- **PROBLEM**:
In your answer, reproduce exactly the lines from the beginning of the listing below through the one containing "pub fn get_u32<B: Buf>(buf: &mut", and only those lines.

───── TASK INPUT ─────

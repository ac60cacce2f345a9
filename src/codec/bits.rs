//! Fixed-width and length-prefixed primitives shared by the message codec
//! and the node metadata serializer.
//!
//! Integers are big-endian. Byte strings are prefixed with a `u16` length,
//! which caps any single field at 65 535 bytes.

use bytes::{Buf, BufMut};

use crate::store::StoreError;

pub fn put_u8<B: BufMut>(buf: &mut B, v: u8) {
    buf.put_u8(v);
}

pub fn put_u16<B: BufMut>(buf: &mut B, v: u16) {
    buf.put_u16(v);
}

pub fn put_u32<B: BufMut>(buf: &mut B, v: u32) {
    buf.put_u32(v);
}

pub fn put_u64<B: BufMut>(buf: &mut B, v: u64) {
    buf.put_u64(v);
}

/// Length-prefixed byte string. Values longer than `u16::MAX` cannot be
/// represented on the wire.
pub fn put_bytes<B: BufMut>(buf: &mut B, v: &[u8]) {
    debug_assert!(v.len() <= u16::MAX as usize);
    buf.put_u16(v.len() as u16);
    buf.put_slice(v);
}

pub fn get_u8<B: Buf>(buf: &mut B) -> Result<u8, StoreError> {
    ensure(buf, 1)?;
    Ok(buf.get_u8())
}

pub fn get_u16<B: Buf>(buf: &mut B) -> Result<u16, StoreError> {
    ensure(buf, 2)?;
    Ok(buf.get_u16())
}

pub fn get_u32<B: Buf>(buf: &mut B) -> Result<u32, StoreError> {
    ensure(buf, 4)?;
    Ok(buf.get_u32())
}

pub fn get_u64<B: Buf>(buf: &mut B) -> Result<u64, StoreError> {
    ensure(buf, 8)?;
    Ok(buf.get_u64())
}

pub fn get_bytes<B: Buf>(buf: &mut B) -> Result<Vec<u8>, StoreError> {
    let n = get_u16(buf)? as usize;
    ensure(buf, n)?;
    let mut out = vec![0u8; n];
    buf.copy_to_slice(&mut out);
    Ok(out)
}

fn ensure<B: Buf>(buf: &B, n: usize) -> Result<(), StoreError> {
    if buf.remaining() < n {
        return Err(StoreError::Underflow);
    }
    Ok(())
}

#[cfg(test)]
mod tests {
    use super::*;
    use bytes::BytesMut;

    #[test]
    fn round_trip_primitives() {
        let mut buf = BytesMut::new();
        put_u8(&mut buf, 0xab);
        put_u16(&mut buf, 0xbeef);
        put_u32(&mut buf, 0xdead_beef);
        put_u64(&mut buf, 0x0123_4567_89ab_cdef);
        put_bytes(&mut buf, b"slate");

        let mut rd = buf.freeze();
        assert_eq!(get_u8(&mut rd).unwrap(), 0xab);
        assert_eq!(get_u16(&mut rd).unwrap(), 0xbeef);
        assert_eq!(get_u32(&mut rd).unwrap(), 0xdead_beef);
        assert_eq!(get_u64(&mut rd).unwrap(), 0x0123_4567_89ab_cdef);
        assert_eq!(get_bytes(&mut rd).unwrap(), b"slate");
        assert_eq!(rd.remaining(), 0);
    }

    #[test]
    fn big_endian_layout() {
        let mut buf = BytesMut::new();
        put_u16(&mut buf, 0x0102);
        assert_eq!(&buf[..], &[0x01, 0x02]);
    }

    #[test]
    fn short_buffer_underflows() {
        let mut rd = bytes::Bytes::from_static(&[0x00, 0x05, b'a']);
        assert!(matches!(get_bytes(&mut rd), Err(StoreError::Underflow)));

        let mut rd = bytes::Bytes::from_static(&[0x01]);
        assert!(matches!(get_u64(&mut rd), Err(StoreError::Underflow)));
    }
}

─────

- **WORKED SOLUTION**:
repository ac60cacce2f345a9
filename src/codec/bits.rs
//! Fixed-width and length-prefixed primitives shared by the message codec
//! and the node metadata serializer.
//!
//! Integers are big-endian. Byte strings are prefixed with a `u16` length,
//! which caps any single field at 65 535 bytes.

use bytes::{Buf, BufMut};

use crate::store::StoreError;

pub fn put_u8<B: BufMut>(buf: &mut B, v: u8) {
    buf.put_u8(v);
}

pub fn put_u16<B: BufMut>(buf: &mut B, v: u16) {
    buf.put_u16(v);
}

pub fn put_u32<B: BufMut>(buf: &mut B, v: u32) {
    buf.put_u32(v);
}

pub fn put_u64<B: BufMut>(buf: &mut B, v: u64) {
    buf.put_u64(v);
}

/// Length-prefixed byte string. Values longer than `u16::MAX` cannot be
/// represented on the wire.
pub fn put_bytes<B: BufMut>(buf: &mut B, v: &[u8]) {
    debug_assert!(v.len() <= u16::MAX as usize);
    buf.put_u16(v.len() as u16);
    buf.put_slice(v);
}

pub fn get_u8<B: Buf>(buf: &mut B) -> Result<u8, StoreError> {
    ensure(buf, 1)?;
    Ok(buf.get_u8())
}

pub fn get_u16<B: Buf>(buf: &mut B) -> Result<u16, StoreError> {
    ensure(buf, 2)?;
    Ok(buf.get_u16())
}

pub fn get_u32<B: Buf>(buf: &mut B) -> Result<u32, StoreError> {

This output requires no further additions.